Мы исходим из того, что язык есть орудие общения и, в частности, орудие развития и борьбы, и в этой коммуникативной функции мышления, в этих интерпретирующих его актах мы и находим сущность грамматического. Поэтому и подлежащее вместе со сказуемым и со всеми другими членами предложения есть ни что иное, как орудие общения; и в коммуникативной природе всякого члена предложения и заключается весь его смысл и все его назначение. С этой точки зрения подлежащее не есть ни предмет изображения или высказывания, ни субъект действия, а решительно все, что угодно (то есть и предмет высказывания, и не предмет высказывания, и субъект действия, и не субъект действия), но понимаемое и сообщаемое как предмет высказывания или как субъект действия.

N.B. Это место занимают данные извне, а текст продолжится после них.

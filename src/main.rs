//! Purpose: `init6` CLI entry point: load a capture, decode it, render the record.
//! Role: Binary crate root; parses args, loads input, emits text or JSON on stdout.
//! Invariants: Decoding goes through `init6::api` only; no partial records are printed.
//! Invariants: Non-interactive errors are emitted as JSON on stderr.
//! Invariants: Process exit code is derived from `api::to_exit_code`.
use std::fs::File;
use std::io::{self, IsTerminal, Read};
use std::path::{Path, PathBuf};

use clap::{Args, Parser, Subcommand, ValueEnum, error::ErrorKind as ClapErrorKind};
use serde_json::{Map, Value, json};
use std::error::Error as StdError;
use tracing::debug;
use tracing_subscriber::EnvFilter;

mod field_filter;
mod record_json;
mod record_text;

use field_filter::FieldFilter;
use init6::api::{
    DecodeOptions, Error, ErrorKind, decode_record_with, hexdump, init6_schema, to_exit_code,
};
use record_json::{layout_json, record_json};
use record_text::{render_layout, render_record};

/// Captures are a couple of kilobytes; anything far larger is not an init6 dump.
const MAX_INPUT_LEN: u64 = 16 * 1024 * 1024;

#[derive(Copy, Clone, Debug)]
struct RunOutcome {
    exit_code: i32,
}

impl RunOutcome {
    fn ok() -> Self {
        Self { exit_code: 0 }
    }

    fn with_code(exit_code: i32) -> Self {
        Self { exit_code }
    }
}

fn main() {
    init_tracing();
    let exit_code = match run() {
        Ok(outcome) => outcome.exit_code,
        Err((err, color_mode)) => {
            emit_error(&err, color_mode);
            to_exit_code(err.kind())
        }
    };
    std::process::exit(exit_code);
}

fn run() -> Result<RunOutcome, (Error, ColorMode)> {
    let cli = match Cli::try_parse() {
        Ok(cli) => cli,
        Err(err) => match err.kind() {
            ClapErrorKind::DisplayHelp
            | ClapErrorKind::DisplayVersion
            | ClapErrorKind::DisplayHelpOnMissingArgumentOrSubcommand => {
                err.print().map_err(|io_err| {
                    (
                        Error::new(ErrorKind::Io)
                            .with_message("failed to write help")
                            .with_source(io_err),
                        ColorMode::Auto,
                    )
                })?;
                let exit_code = if matches!(
                    err.kind(),
                    ClapErrorKind::DisplayHelpOnMissingArgumentOrSubcommand
                ) {
                    2
                } else {
                    0
                };
                return Ok(RunOutcome::with_code(exit_code));
            }
            _ => {
                return Err((
                    Error::new(ErrorKind::Usage)
                        .with_message(clap_error_summary(&err))
                        .with_hint("Try `init6 --help`."),
                    ColorMode::Auto,
                ));
            }
        },
    };

    let color_mode = cli.color;
    let result = match cli.command {
        Command::Decode(args) => run_decode(args, color_mode),
        Command::Layout(args) => run_layout(args),
    };

    result
        .map_err(add_decode_hint)
        .map_err(|err| (err, color_mode))
}

#[derive(Parser)]
#[command(
    name = "init6",
    version,
    about = "Decode and inspect Validity90 init6 records",
    long_about = None,
    after_help = r#"EXAMPLES
  $ init6 decode capture.bin
  $ init6 decode capture.txt --from hex --field data2 --field data7.signature
  $ init6 decode capture.bin --format json --strict
  $ init6 layout

Set RUST_LOG=debug to trace the decoder."#,
    arg_required_else_help = true
)]
struct Cli {
    #[arg(
        long,
        default_value = "auto",
        value_enum,
        help = "Colorize output (auto: only when writing to a terminal)"
    )]
    color: ColorMode,
    #[command(subcommand)]
    command: Command,
}

#[derive(Subcommand)]
enum Command {
    /// Decode a capture and print its fields
    Decode(DecodeArgs),
    /// Print the record layout with offsets and lengths
    Layout(LayoutArgs),
}

#[derive(Args)]
struct DecodeArgs {
    #[arg(help = "Capture file, or - for stdin", value_hint = clap::ValueHint::FilePath)]
    input: PathBuf,
    #[arg(long, value_enum, default_value = "auto", help = "Input encoding")]
    from: InputFormat,
    #[arg(long, value_enum, default_value = "text", help = "Output format")]
    format: OutputFormat,
    #[arg(
        long = "field",
        value_name = "PATH",
        help = "Only print this dotted field path (repeatable), e.g. data7.signature"
    )]
    fields: Vec<String>,
    #[arg(long, help = "Reject bytes after the last field")]
    strict: bool,
}

#[derive(Args)]
struct LayoutArgs {
    #[arg(long, value_enum, default_value = "text", help = "Output format")]
    format: OutputFormat,
}

#[derive(Copy, Clone, Debug, PartialEq, Eq, ValueEnum)]
enum ColorMode {
    Auto,
    Always,
    Never,
}

impl ColorMode {
    fn use_color(self, is_tty: bool) -> bool {
        match self {
            ColorMode::Auto => is_tty,
            ColorMode::Always => true,
            ColorMode::Never => false,
        }
    }
}

#[derive(Copy, Clone, Debug, PartialEq, Eq, ValueEnum)]
enum InputFormat {
    /// Binary unless the data is entirely printable text
    Auto,
    Bin,
    /// `XXXXXXXX: hh hh ...` dump lines or a plain hex stream
    Hex,
}

#[derive(Copy, Clone, Debug, PartialEq, Eq, ValueEnum)]
enum OutputFormat {
    Text,
    Json,
}

fn init_tracing() {
    let env_filter = EnvFilter::try_from_default_env().unwrap_or_else(|_| EnvFilter::new("warn"));
    let _ = tracing_subscriber::fmt()
        .with_env_filter(env_filter)
        .with_target(false)
        .with_writer(io::stderr)
        .try_init();
}

fn run_decode(args: DecodeArgs, color_mode: ColorMode) -> Result<RunOutcome, Error> {
    let schema = init6_schema()?;
    let known: Vec<String> = schema.layout().into_iter().map(|entry| entry.path).collect();
    let filter = FieldFilter::new(args.fields);
    if let Some(unknown) = filter.paths().iter().find(|path| !known.contains(*path)) {
        return Err(Error::new(ErrorKind::Usage)
            .with_message(format!("unknown field path {unknown:?}"))
            .with_hint("Run `init6 layout` to list field paths."));
    }

    let raw = read_input(&args.input)?;
    let bytes = match args.from {
        InputFormat::Bin => raw,
        InputFormat::Hex => restore_hex(&raw)?,
        InputFormat::Auto if hexdump::looks_like_text(&raw) => restore_hex(&raw)?,
        InputFormat::Auto => raw,
    };
    debug!(input = %args.input.display(), len = bytes.len(), "loaded capture");

    let options = DecodeOptions {
        strict: args.strict,
    };
    let record = decode_record_with(&bytes, &options)?;

    match args.format {
        OutputFormat::Json => emit_json(&record_json(&record, &filter)),
        OutputFormat::Text => {
            let use_color = color_mode.use_color(io::stdout().is_terminal());
            print!("{}", render_record(&record, &filter, use_color));
        }
    }
    Ok(RunOutcome::ok())
}

fn run_layout(args: LayoutArgs) -> Result<RunOutcome, Error> {
    let schema = init6_schema()?;
    let layout = schema.layout();
    match args.format {
        OutputFormat::Json => emit_json(&layout_json(schema.name(), &layout)),
        OutputFormat::Text => print!("{}", render_layout(&layout)),
    }
    Ok(RunOutcome::ok())
}

fn read_input(path: &Path) -> Result<Vec<u8>, Error> {
    let io_err = |err: io::Error| {
        Error::new(ErrorKind::Io)
            .with_message(format!("failed to read {}", path.display()))
            .with_source(err)
    };

    let mut buf = Vec::new();
    if path == Path::new("-") {
        io::stdin()
            .lock()
            .take(MAX_INPUT_LEN + 1)
            .read_to_end(&mut buf)
            .map_err(io_err)?;
    } else {
        let file = File::open(path).map_err(io_err)?;
        file.take(MAX_INPUT_LEN + 1)
            .read_to_end(&mut buf)
            .map_err(io_err)?;
    }

    if buf.len() as u64 > MAX_INPUT_LEN {
        return Err(Error::new(ErrorKind::InvalidInput)
            .with_message(format!(
                "{} is larger than {MAX_INPUT_LEN} bytes",
                path.display()
            ))
            .with_hint("Pass a single init6 capture."));
    }
    Ok(buf)
}

fn restore_hex(raw: &[u8]) -> Result<Vec<u8>, Error> {
    let text = std::str::from_utf8(raw).map_err(|err| {
        Error::new(ErrorKind::InvalidInput)
            .with_message("hex input is not valid UTF-8")
            .with_source(err)
    })?;
    hexdump::restore(text)
}

fn add_decode_hint(err: Error) -> Error {
    if err.hint().is_some() {
        return err;
    }
    match err.kind() {
        ErrorKind::UnexpectedEof => {
            err.with_hint("Capture is truncated. Check that the whole init6 reply was saved.")
        }
        ErrorKind::ConstantMismatch => err.with_hint(
            "Capture does not look like an init6 reply. Try `--from hex` or `--from bin`.",
        ),
        ErrorKind::TrailingData => {
            err.with_hint("Drop --strict to ignore bytes after the record.")
        }
        ErrorKind::Io => err.with_hint("I/O error. Check the path and permissions."),
        _ => err,
    }
}

fn emit_json(value: &Value) {
    let json = serde_json::to_string_pretty(value)
        .unwrap_or_else(|_| "{\"error\":\"json encode failed\"}".to_string());
    println!("{json}");
}

#[derive(Copy, Clone, Debug)]
enum AnsiColor {
    Red,
    Yellow,
}

fn colorize_label(label: &str, enabled: bool, color: AnsiColor) -> String {
    if !enabled {
        return label.to_string();
    }
    let code = match color {
        AnsiColor::Red => "31",
        AnsiColor::Yellow => "33",
    };
    format!("\u{1b}[{code}m{label}\u{1b}[0m")
}

fn emit_error(err: &Error, color_mode: ColorMode) {
    let is_tty = io::stderr().is_terminal();
    if is_tty {
        eprintln!("{}", error_text(err, color_mode.use_color(is_tty)));
        return;
    }

    let value = error_json(err);
    let json = serde_json::to_string(&value).unwrap_or_else(|_| {
        "{\"error\":{\"kind\":\"Internal\",\"message\":\"json encode failed\"}}".to_string()
    });
    eprintln!("{json}");
}

fn error_message(err: &Error) -> String {
    if let Some(message) = err.message() {
        return message.to_string();
    }
    match err.kind() {
        ErrorKind::Internal => "internal error".to_string(),
        ErrorKind::Usage => "usage error".to_string(),
        ErrorKind::Io => "i/o error".to_string(),
        ErrorKind::InvalidInput => "invalid input".to_string(),
        ErrorKind::UnexpectedEof => "unexpected end of data".to_string(),
        ErrorKind::ConstantMismatch => "constant mismatch".to_string(),
        ErrorKind::TrailingData => "trailing data".to_string(),
        ErrorKind::InvalidSchema => "invalid schema".to_string(),
    }
}

fn error_causes(err: &Error) -> Vec<String> {
    let mut causes = Vec::new();
    let mut cur = err.source();
    while let Some(source) = cur {
        causes.push(source.to_string());
        cur = source.source();
    }
    causes
}

fn error_json(err: &Error) -> Value {
    let mut inner = Map::new();
    inner.insert("kind".to_string(), json!(format!("{:?}", err.kind())));
    inner.insert("message".to_string(), json!(error_message(err)));
    if let Some(hint) = err.hint() {
        inner.insert("hint".to_string(), json!(hint));
    }
    if let Some(field) = err.field() {
        inner.insert("field".to_string(), json!(field));
    }
    if let Some(offset) = err.offset() {
        inner.insert("offset".to_string(), json!(offset));
    }
    if let Some(needed) = err.needed() {
        inner.insert("needed".to_string(), json!(needed));
    }
    if let Some(available) = err.available() {
        inner.insert("available".to_string(), json!(available));
    }
    if let Some(expected) = err.expected() {
        inner.insert("expected".to_string(), json!(hex::encode(expected)));
    }
    if let Some(actual) = err.actual() {
        inner.insert("actual".to_string(), json!(hex::encode(actual)));
    }
    if let Some(extra) = err.extra() {
        inner.insert("extra".to_string(), json!(extra));
    }
    let causes = error_causes(err);
    if !causes.is_empty() {
        inner.insert("causes".to_string(), json!(causes));
    }

    let mut outer = Map::new();
    outer.insert("error".to_string(), Value::Object(inner));
    Value::Object(outer)
}

fn error_text(err: &Error, use_color: bool) -> String {
    let mut lines = Vec::new();
    lines.push(format!(
        "{} {}",
        colorize_label("error:", use_color, AnsiColor::Red),
        error_message(err)
    ));

    if let Some(field) = err.field() {
        lines.push(format!(
            "{} {field}",
            colorize_label("field:", use_color, AnsiColor::Yellow)
        ));
    }
    if let Some(offset) = err.offset() {
        lines.push(format!(
            "{} {offset}",
            colorize_label("offset:", use_color, AnsiColor::Yellow)
        ));
    }
    if let Some(hint) = err.hint() {
        lines.push(format!(
            "{} {hint}",
            colorize_label("hint:", use_color, AnsiColor::Yellow)
        ));
    }

    let causes = error_causes(err);
    if let Some(cause) = causes.first() {
        lines.push(format!(
            "{} {cause}",
            colorize_label("caused by:", use_color, AnsiColor::Yellow)
        ));
    }

    lines.join("\n")
}

fn clap_error_summary(err: &clap::Error) -> String {
    for line in err.to_string().lines() {
        let trimmed = line.trim();
        if trimmed.is_empty() {
            continue;
        }
        if let Some(rest) = trimmed.strip_prefix("error:") {
            return rest.trim().to_string();
        }
        return trimmed.to_string();
    }
    "invalid arguments".to_string()
}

В предложении «собака лает» важно вовсе не то, что подлежащее и сказуемое отражают фактическую действительность и что собака действительно лает. Это предложение может иметь место в каком-нибудь фантастическом рассказе, и тогда ни о каком реальном собачьем лае не будет и помину. Это предложение может иметь и переносный смысл, вроде того, как говорится: «собака лает – ветер носит». Очевидно, ни о каком реальном собачьем лае в этой поговорке нет ни слова. Наконец, пишущий или произносящий это предложение может попросту лгать и говорить о собачьем лае в тот момент, когда никакая собака не лает. Следовательно, сущность подлежащего и сказуемого в предложении вовсе не в том, что они являются буквальным воспроизведением действительности. Однако подобное предложение во всяком случае свидетельствует о том, что пишущий или говорящий имеет в виду сообщить о собачьем лае, независимо от того, лает ли фактически в данный момент собака, или не лает. Данное предложение организовано так, как будто бы действительно собака в данный момент лаяла. Для человеческого сознания, которому необходимо общение с другим человеческим сознанием, надо иметь это орудие общения, то есть уметь направить образ действительности в ту или иную сторону, осветить его с той или иной точки зрения, переработать его для тех или иных целей. Это не есть только акт объективного отражения самой объективной действительности, но это есть акт определенной обработки этого образа с целью преподнесения его в том или ином свете другому сознанию, будь то в истинном свете, будь то ограниченно и односторонне, будь то в ложном свете для целей искажения действительности, будь то в переносном или поэтическом смысле. Все это есть формы общения одного человеческого сознания с другим, и если рассматривать подлежащее и сказуемое как грамматические категории, то они и выступают не онтологически, не логически и не только абстрактно или образно, не специально для отражения объективной действительности и для отрыва от нее, но исключительно как орудие того или иного понимания и обработки действительности для целей сообщения о ней другому сознанию, то есть исключительно интерпретативно и коммуникативно.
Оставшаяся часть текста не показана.